- Born: October 17, 1969 (age 56) Chapel Hill, North Carolina, U.S.
- Occupation(s): Theatre director, scenic designer

= John Collins (theatre director) =

American director (born 1969)

John Collins (born October 17, 1969, in Chapel Hill, North Carolina) is an American experimental theatre director and designer. He is the founder and artistic director of Elevator Repair Service (ERS) and has directed or co-directed all of its productions since 1991. Most notable among his work with ERS is Gatz, a verbatim performance of the text of The Great Gatsby.

Between 1991 and 2006, Collins worked as a sound and lighting designer, primarily designing sound for The Wooster Group from 1993 to 2006.

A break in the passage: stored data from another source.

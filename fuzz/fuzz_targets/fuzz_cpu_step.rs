//! Fuzz target for CPU step execution.
//!
//! Builds an arbitrary register file and memory image, then runs a few
//! instructions checking the accounting that must hold for every opcode.

#![no_main]

use arbitrary::Arbitrary;
use lib65c02::{decode, ExecutionError, FlatMemory, MemoryBus, Registers, Status, StepOutcome, CPU};
use libfuzzer_sys::fuzz_target;

#[derive(Debug, Arbitrary)]
struct FuzzRegisters {
    a: u8,
    x: u8,
    y: u8,
    pc: u16,
    sp: u8,
    status: u8,
}

/// Memory region for fuzzing
#[derive(Debug, Arbitrary)]
struct FuzzMemory {
    /// Bytes at the PC location (instructions + operands)
    program: [u8; 16],
    /// Zero page contents
    zero_page: [u8; 256],
    /// Stack page contents
    stack_page: [u8; 256],
    /// IRQ/BRK vector
    irq_vector: u16,
}

#[derive(Debug, Arbitrary)]
struct FuzzInput {
    registers: FuzzRegisters,
    memory: FuzzMemory,
}

fuzz_target!(|input: FuzzInput| {
    let mut memory = FlatMemory::new();
    memory.load(0x0000, &input.memory.zero_page);
    memory.load(0x0100, &input.memory.stack_page);
    memory.load(0xFFFE, &input.memory.irq_vector.to_le_bytes());
    memory.load(input.registers.pc, &input.memory.program);

    let mut cpu = CPU::new(memory);
    cpu.set_registers(Registers {
        a: input.registers.a,
        x: input.registers.x,
        y: input.registers.y,
        pc: input.registers.pc,
        sp: input.registers.sp,
        p: Status::from_bits_retain(input.registers.status),
    });

    for _ in 0..4 {
        let pc = cpu.pc();
        let opcode = cpu.memory().read(pc);
        let before = cpu.cycles();

        match cpu.step() {
            Ok(StepOutcome::Executed { opcode: ran, cycles }) => {
                assert_eq!(ran, opcode);
                let base = decode(opcode).map(|i| i.cycles as u32).unwrap_or(0);
                assert!(cycles >= base && cycles <= base + 2);
                assert_eq!(cpu.cycles(), before + cycles as u64);
            }
            Ok(StepOutcome::Halted(_)) => {
                assert_eq!(cpu.pc(), pc);
                assert_eq!(cpu.cycles(), before);
                break;
            }
            Err(ExecutionError::IllegalOpcode { opcode: bad, address }) => {
                assert_eq!(bad, opcode);
                assert_eq!(address, pc);
                assert!(decode(bad).is_none());
                assert_eq!(cpu.pc(), pc.wrapping_add(1));
                break;
            }
            Err(err) => panic!("operand access failed: {err}"),
        }

        assert_eq!(cpu.status() & 0x20, 0x20);
    }
});
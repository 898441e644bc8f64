//! Trellis Mind-Map Visualization
//!
//! The delivery and rendering surface around a trellis session.
//!
//! # Architecture
//!
//! - **View**: flattens composite + positions into one render-ready JSON
//!   payload
//! - **Server**: axum REST + WebSocket; snapshots delivered by request,
//!   suggestions pushed unsolicited, renderers stream live views
//! - **Demo**: deterministic sample content for the binary and tests
//!
//! # Usage
//!
//! ```ignore
//! let session = demo_session()?;
//! let server = MapServer::new(session);
//! server.serve(3000).await?;
//! ```

mod demo;
mod server;
mod view;

pub use demo::{demo_base, demo_session, demo_suggestion, DEMO_MAP_ID};
pub use server::MapServer;
pub use view::{RenderEdge, RenderNode, RenderView};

==Early life and education==

Collins was born in Chapel Hill, North Carolina and grew up in Vidalia, Georgia. Collins attended Duke University in 1987–88 before transferring to Yale in 1989. He graduated cum laude with a combined degree in English and Theater Studies from Yale University in 1991. At Yale, he met future long-term collaborators and ERS co-founders including novelist James Hannaham, playwright/performer Rinne Groff, writer/producer Steve Bodow, choreographer Katherine Profeta, and performers Susie Sokol and Leo Marks.

==Early work==

Collins, along with Hannaham, Groff, Profeta, Colleen Werthmann, and Bradley Glens, formed Elevator Repair Service in the fall of 1991. Shortly after, they were joined by Steve Bodow, who served as co-Artistic Director until 2002 before joining the writing staff of The Daily Show. The ensemble's first production was a version of Tristan Tzara's The First Celestial Adventure of Mr. Antipyrine, Fire Extinguisher.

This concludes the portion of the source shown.